**WHAT IS NEEDED**
State how many lines below hold the word "anyhow". Give that number and no other text.

^^^^

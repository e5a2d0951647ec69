use anyhow::{Context, Result};
use rodio::Source;
use rodio::{Decoder, OutputStream, OutputStreamBuilder, Sink};
#[cfg(unix)]
use std::ffi::CString;
use std::fs::File;
use std::path::{Path, PathBuf};
use std::time::{Duration, Instant};

const MAX_VOLUME: f32 = 1.0;

/// Playback collaborator: the player fires calls at it and observes progress
/// later through `position`/`duration`/`is_finished` polling.
pub trait AudioEngine {
    fn play(&mut self, path: &Path) -> Result<()>;
    fn pause(&mut self);
    fn resume(&mut self);
    fn stop(&mut self);
    fn is_paused(&self) -> bool;
    fn current_track(&self) -> Option<&Path>;
    fn position(&self) -> Option<Duration>;
    fn duration(&self) -> Option<Duration>;
    fn seek_to(&mut self, position: Duration) -> Result<()>;
    fn volume(&self) -> f32;
    fn set_volume(&mut self, volume: f32);
    fn is_finished(&self) -> bool;
}

pub struct RodioAudioEngine {
    stream: OutputStream,
    sink: Sink,
    current: Option<PathBuf>,
    track_duration: Option<Duration>,
    volume: f32,
}

impl RodioAudioEngine {
    pub fn new() -> Result<Self> {
        let stream = Self::open_output_stream()?;
        let sink = Sink::connect_new(stream.mixer());
        Ok(Self {
            stream,
            sink,
            current: None,
            track_duration: None,
            volume: 1.0,
        })
    }

    fn open_output_stream() -> Result<OutputStream> {
        let mut stream = with_silenced_stderr(|| {
            OutputStreamBuilder::from_default_device()
                .context("failed to open default system output device")
                .and_then(|builder| {
                    builder
                        .with_error_callback(|_| {})
                        .open_stream_or_fallback()
                        .context("failed to start output stream")
                })
        })?;
        stream.log_on_drop(false);
        Ok(stream)
    }
}

impl AudioEngine for RodioAudioEngine {
    fn play(&mut self, path: &Path) -> Result<()> {
        self.sink.stop();
        self.sink = Sink::connect_new(self.stream.mixer());

        let file =
            File::open(path).with_context(|| format!("failed to open track {}", path.display()))?;
        let source = Decoder::try_from(file)
            .with_context(|| format!("failed to decode {}", path.display()))?;
        self.track_duration = source.total_duration();
        self.sink.append(source);
        self.sink.set_volume(self.volume);
        self.current = Some(path.to_path_buf());
        Ok(())
    }

    fn pause(&mut self) {
        self.sink.pause();
    }

    fn resume(&mut self) {
        self.sink.play();
    }

    fn stop(&mut self) {
        self.sink.stop();
        self.current = None;
        self.track_duration = None;
    }

    fn is_paused(&self) -> bool {
        self.sink.is_paused()
    }

    fn current_track(&self) -> Option<&Path> {
        self.current.as_deref()
    }

    fn position(&self) -> Option<Duration> {
        self.current.as_ref()?;
        Some(self.sink.get_pos())
    }

    fn duration(&self) -> Option<Duration> {
        self.track_duration
    }

    fn seek_to(&mut self, position: Duration) -> Result<()> {
        if self.current.is_none() {
            return Err(anyhow::anyhow!("no active track"));
        }

        self.sink
            .try_seek(position)
            .map_err(|err| anyhow::anyhow!("failed to seek current track: {err:?}"))?;
        Ok(())
    }

    fn volume(&self) -> f32 {
        self.volume
    }

    fn set_volume(&mut self, volume: f32) {
        self.volume = volume.clamp(0.0, MAX_VOLUME);
        self.sink.set_volume(self.volume);
    }

    fn is_finished(&self) -> bool {
        self.current.is_some() && !self.sink.is_paused() && self.sink.empty()
    }
}

/// Wall-clock engine used when no audio device is available and as a test
/// stand-in. Tracks a logical position; duration comes from decoding the
/// file when that succeeds.
pub struct NullAudioEngine {
    paused: bool,
    current: Option<PathBuf>,
    volume: f32,
    started_at: Option<Instant>,
    position_offset: Duration,
    track_duration: Option<Duration>,
}

impl NullAudioEngine {
    pub fn new() -> Self {
        Self {
            paused: false,
            current: None,
            volume: 1.0,
            started_at: None,
            position_offset: Duration::ZERO,
            track_duration: None,
        }
    }

    fn estimate_duration(path: &Path) -> Option<Duration> {
        let file = File::open(path).ok()?;
        let source = Decoder::try_from(file).ok()?;
        source
            .total_duration()
            .filter(|duration| !duration.is_zero())
    }

    fn current_position(&self) -> Duration {
        let mut position = self.position_offset;
        if !self.paused
            && self.current.is_some()
            && let Some(started_at) = self.started_at
        {
            position = position.saturating_add(started_at.elapsed());
        }
        if let Some(duration) = self.track_duration {
            return position.min(duration);
        }
        position
    }
}

impl Default for NullAudioEngine {
    fn default() -> Self {
        Self::new()
    }
}

impl AudioEngine for NullAudioEngine {
    fn play(&mut self, path: &Path) -> Result<()> {
        self.paused = false;
        self.current = Some(path.to_path_buf());
        self.started_at = Some(Instant::now());
        self.position_offset = Duration::ZERO;
        self.track_duration = Self::estimate_duration(path);
        Ok(())
    }

    fn pause(&mut self) {
        self.position_offset = self.current_position();
        self.started_at = None;
        self.paused = true;
    }

    fn resume(&mut self) {
        if self.current.is_some() {
            self.started_at = Some(Instant::now());
        }
        self.paused = false;
    }

    fn stop(&mut self) {
        self.current = None;
        self.paused = false;
        self.started_at = None;
        self.position_offset = Duration::ZERO;
        self.track_duration = None;
    }

    fn is_paused(&self) -> bool {
        self.paused
    }

    fn current_track(&self) -> Option<&Path> {
        self.current.as_deref()
    }

    fn position(&self) -> Option<Duration> {
        self.current.as_ref()?;
        Some(self.current_position())
    }

    fn duration(&self) -> Option<Duration> {
        self.track_duration
    }

    fn seek_to(&mut self, position: Duration) -> Result<()> {
        if self.current.is_none() {
            return Err(anyhow::anyhow!("no active track"));
        }

        self.position_offset = self
            .track_duration
            .map_or(position, |duration| position.min(duration));
        self.started_at = if self.paused {
            None
        } else {
            Some(Instant::now())
        };
        Ok(())
    }

    fn volume(&self) -> f32 {
        self.volume
    }

    fn set_volume(&mut self, volume: f32) {
        self.volume = volume.clamp(0.0, MAX_VOLUME);
    }

    fn is_finished(&self) -> bool {
        let Some(duration) = self.track_duration else {
            return false;
        };
        self.current.is_some() && !self.paused && self.current_position() >= duration
    }
}

#[cfg(unix)]
fn with_silenced_stderr<T>(operation: impl FnOnce() -> T) -> T {
    let saved = unsafe { libc::dup(libc::STDERR_FILENO) };
    if saved < 0 {
        return operation();
    }

    let devnull = CString::new("/dev/null")
        .ok()
        .map(|path| unsafe { libc::open(path.as_ptr(), libc::O_WRONLY) })
        .unwrap_or(-1);

    if devnull >= 0 {
        unsafe {
            libc::dup2(devnull, libc::STDERR_FILENO);
            libc::close(devnull);
        }
    }

    let result = operation();

    unsafe {
        libc::dup2(saved, libc::STDERR_FILENO);
        libc::close(saved);
    }

    result
}

#[cfg(not(unix))]
fn with_silenced_stderr<T>(operation: impl FnOnce() -> T) -> T {
    operation()
}

#[cfg(test)]
mod tests {
    use super::{AudioEngine, NullAudioEngine};
    use std::path::Path;
    use std::thread;
    use std::time::Duration;

    #[test]
    fn null_engine_position_advances_while_playing() {
        let mut engine = NullAudioEngine::new();
        engine
            .play(Path::new("missing-track.flac"))
            .expect("play should still work in null mode");
        let before = engine.position().expect("position");
        thread::sleep(Duration::from_millis(20));
        let after = engine.position().expect("position");
        assert!(after > before);
    }

    #[test]
    fn null_engine_freezes_position_while_paused() {
        let mut engine = NullAudioEngine::new();
        engine
            .play(Path::new("missing-track.flac"))
            .expect("play should still work in null mode");
        thread::sleep(Duration::from_millis(20));

        engine.pause();
        let paused = engine.position().expect("position");
        thread::sleep(Duration::from_millis(20));
        assert_eq!(engine.position().expect("position"), paused);

        engine.resume();
        thread::sleep(Duration::from_millis(20));
        assert!(engine.position().expect("position") > paused);
    }

    #[test]
    fn null_engine_seek_moves_logical_position() {
        let mut engine = NullAudioEngine::new();
        engine
            .play(Path::new("missing-track.flac"))
            .expect("play should still work in null mode");

        let target = Duration::from_secs(12);
        engine.seek_to(target).expect("seek");
        assert!(engine.position().expect("position") >= target);
    }

    #[test]
    fn null_engine_unknown_duration_never_finishes() {
        let mut engine = NullAudioEngine::new();
        engine
            .play(Path::new("missing-track.flac"))
            .expect("play should still work in null mode");
        assert_eq!(engine.duration(), None);

        thread::sleep(Duration::from_millis(40));
        assert!(!engine.is_finished());
    }

    #[test]
    fn volume_is_clamped_to_unit_range() {
        let mut engine = NullAudioEngine::new();
        engine.set_volume(1.7);
        assert_eq!(engine.volume(), 1.0);
        engine.set_volume(-0.3);
        assert_eq!(engine.volume(), 0.0);
    }

    #[test]
    fn seek_without_track_is_an_error() {
        let mut engine = NullAudioEngine::new();
        assert!(engine.seek_to(Duration::from_secs(1)).is_err());
    }
}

^^^^

**OUTPUT FOR THIS EXERCISE**
4